Петровский разгладил теплым утюгом корреспонденцию и дал Тулякову прочитать, сказав:

– Можешь ознакомиться, тут у нас секрета нет. Быть может, тебя наконец хоть задним числом проймет. Все же ты – пролетарий, а не интеллигентская гниль, посланная в Думу голосами мелкой буржуазии и даже дворян, как некоторые твои дружки по фракции вашей. Впрочем, за тебя ведь тоже голосовали и кадеты.

– У нас был блок: мы их поддержали, они – нас, – оправдывался Туляков, читая резолюцию, присланную Лениным. Долго читал, сосредоточенно, и даже уселся поудобнее на диван и молчал.

Михаил спросил:

– Григорий Иванович, быть может, мне можно уйти? Я на телеграф хотел, дать депешу отцу, что задерживаюсь малость в Питере.

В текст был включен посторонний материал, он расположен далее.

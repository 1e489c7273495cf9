use alloy_consensus::Eip658Value;
use alloy_network::AnyTransactionReceipt;

use crate::models::datasets::transactions::RpcReceiptData;

pub trait ReceiptParser {
    fn parse_receipt(&self) -> RpcReceiptData;
}

impl ReceiptParser for AnyTransactionReceipt {
    fn parse_receipt(&self) -> RpcReceiptData {
        // Access the inner ReceiptWithBloom through the AnyReceiptEnvelope
        let receipt_with_bloom = &self.inner.inner.inner;

        let status = match receipt_with_bloom.receipt.status {
            Eip658Value::Eip658(true) => Some(1),
            Eip658Value::Eip658(false) => Some(0),
            Eip658Value::PostState(_) => None,
        };

        RpcReceiptData {
            tx_hash: self.inner.transaction_hash,
            status,
            gas_used: self.inner.gas_used,
        }
    }
}

#[cfg(test)]
mod tests {
    use super::*;
    use alloy_primitives::b256;

    fn receipt_json(status_field: &str) -> String {
        format!(
            r#"{{
                "transactionHash": "0x0b7f4a5ac6b5fcc0f1a9b0d1c2e3f4a5b6c7d8e9fa0b1c2d3e4f5a6b7c8d9e0f",
                "transactionIndex": "0x0",
                "blockHash": "0x56a9bb0302da44b8c0b3df540781424684c3af04d0b7a38d72842b762076a664",
                "blockNumber": "0x65",
                "from": "0x1111111111111111111111111111111111111111",
                "to": "0x2222222222222222222222222222222222222222",
                "cumulativeGasUsed": "0x5208",
                "gasUsed": "0x5208",
                "effectiveGasPrice": "0x3b9aca00",
                "contractAddress": null,
                "logs": [],
                "logsBloom": "0x{bloom}",
                "type": "0x0",
                {status_field}
            }}"#,
            bloom = "0".repeat(512),
        )
    }

    #[test]
    fn test_parse_eip658_status() {
        let success: AnyTransactionReceipt =
            serde_json::from_str(&receipt_json(r#""status": "0x1""#)).unwrap();
        let parsed = success.parse_receipt();
        assert_eq!(parsed.status, Some(1));
        assert_eq!(parsed.gas_used, 21_000);
        assert_eq!(
            parsed.tx_hash,
            b256!("0x0b7f4a5ac6b5fcc0f1a9b0d1c2e3f4a5b6c7d8e9fa0b1c2d3e4f5a6b7c8d9e0f")
        );

        let failed: AnyTransactionReceipt =
            serde_json::from_str(&receipt_json(r#""status": "0x0""#)).unwrap();
        assert_eq!(failed.parse_receipt().status, Some(0));
    }

    #[test]
    fn test_parse_pre_byzantium_receipt_has_no_status() {
        let receipt: AnyTransactionReceipt = serde_json::from_str(&receipt_json(
            r#""root": "0x40c07091e16263270f3579385090fea02dd5f061ba6750228fcc082ff762fda7""#,
        ))
        .unwrap();
        assert_eq!(receipt.parse_receipt().status, None);
    }
}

Как вы сказали.

– Успеется дать депешу. Послушайте лучше, что скажет о резолюции большевиков ваш земляк, за которого ведь и вы подавали свой голос в Думу.

Михаил бросил взгляд в сторону Тулякова и сказал:

– Не поймет мой земляк этого документа. И не согласится с ним, ибо Ленин называет таких изменниками социализма.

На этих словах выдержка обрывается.